**Assignment**:
Starting with the line containing "pub struct Dependency" and going on through the line containing "#[derive(Debug, Clone, Serialize, Deserialize)]", return the lines of the data below exactly, and only those.

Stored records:
════════════════

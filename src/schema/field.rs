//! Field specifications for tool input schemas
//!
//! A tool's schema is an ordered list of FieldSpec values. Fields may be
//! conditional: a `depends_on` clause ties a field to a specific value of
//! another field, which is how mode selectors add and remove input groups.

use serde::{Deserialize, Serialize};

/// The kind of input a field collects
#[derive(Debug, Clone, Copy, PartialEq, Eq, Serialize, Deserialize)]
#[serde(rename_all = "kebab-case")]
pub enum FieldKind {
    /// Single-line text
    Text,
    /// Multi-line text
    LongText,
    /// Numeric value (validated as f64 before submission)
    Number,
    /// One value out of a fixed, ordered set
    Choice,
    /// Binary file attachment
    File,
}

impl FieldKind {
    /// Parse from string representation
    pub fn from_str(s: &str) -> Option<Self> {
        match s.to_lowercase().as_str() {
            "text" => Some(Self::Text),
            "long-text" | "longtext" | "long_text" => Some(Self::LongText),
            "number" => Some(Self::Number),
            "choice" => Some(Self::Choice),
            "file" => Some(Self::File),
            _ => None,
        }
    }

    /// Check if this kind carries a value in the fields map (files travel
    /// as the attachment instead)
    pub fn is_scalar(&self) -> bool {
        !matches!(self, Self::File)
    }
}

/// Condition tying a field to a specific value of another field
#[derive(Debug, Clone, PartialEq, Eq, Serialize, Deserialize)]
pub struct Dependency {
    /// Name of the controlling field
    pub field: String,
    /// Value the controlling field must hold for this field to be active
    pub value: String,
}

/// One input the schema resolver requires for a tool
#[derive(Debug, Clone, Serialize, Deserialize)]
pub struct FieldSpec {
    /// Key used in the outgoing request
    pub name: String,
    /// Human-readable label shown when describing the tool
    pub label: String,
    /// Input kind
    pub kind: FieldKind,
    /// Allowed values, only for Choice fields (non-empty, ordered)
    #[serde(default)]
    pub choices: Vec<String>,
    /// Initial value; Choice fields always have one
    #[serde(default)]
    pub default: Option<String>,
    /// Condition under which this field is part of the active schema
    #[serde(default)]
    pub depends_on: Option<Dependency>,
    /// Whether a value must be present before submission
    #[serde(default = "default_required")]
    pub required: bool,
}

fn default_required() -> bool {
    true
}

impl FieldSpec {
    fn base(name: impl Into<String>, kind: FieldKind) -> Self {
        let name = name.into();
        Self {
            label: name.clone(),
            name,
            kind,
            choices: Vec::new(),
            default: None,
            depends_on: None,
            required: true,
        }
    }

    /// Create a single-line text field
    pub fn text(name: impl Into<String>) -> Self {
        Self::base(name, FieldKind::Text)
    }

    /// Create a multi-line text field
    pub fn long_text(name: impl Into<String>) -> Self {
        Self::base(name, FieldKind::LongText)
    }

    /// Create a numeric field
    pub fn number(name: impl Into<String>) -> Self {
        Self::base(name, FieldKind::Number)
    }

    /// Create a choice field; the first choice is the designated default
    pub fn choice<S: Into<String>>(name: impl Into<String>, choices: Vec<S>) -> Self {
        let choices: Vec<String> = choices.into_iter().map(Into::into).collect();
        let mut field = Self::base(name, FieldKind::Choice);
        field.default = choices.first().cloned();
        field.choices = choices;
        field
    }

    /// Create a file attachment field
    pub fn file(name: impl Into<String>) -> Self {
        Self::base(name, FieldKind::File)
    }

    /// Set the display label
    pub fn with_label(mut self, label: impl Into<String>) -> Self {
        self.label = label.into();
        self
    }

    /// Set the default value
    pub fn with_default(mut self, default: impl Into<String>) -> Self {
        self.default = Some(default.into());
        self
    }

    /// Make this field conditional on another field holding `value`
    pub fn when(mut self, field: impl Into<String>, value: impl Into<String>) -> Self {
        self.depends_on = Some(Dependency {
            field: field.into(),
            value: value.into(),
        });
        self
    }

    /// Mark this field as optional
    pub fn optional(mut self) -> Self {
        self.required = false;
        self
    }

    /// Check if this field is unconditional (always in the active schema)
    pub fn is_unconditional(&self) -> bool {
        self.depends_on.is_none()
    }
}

════════════════

**Response for this exercise**:
pub struct Dependency {
    /// Name of the controlling field
    pub field: String,
    /// Value the controlling field must hold for this field to be active
    pub value: String,
}

/// One input the schema resolver requires for a tool
#[derive(Debug, Clone, Serialize, Deserialize)]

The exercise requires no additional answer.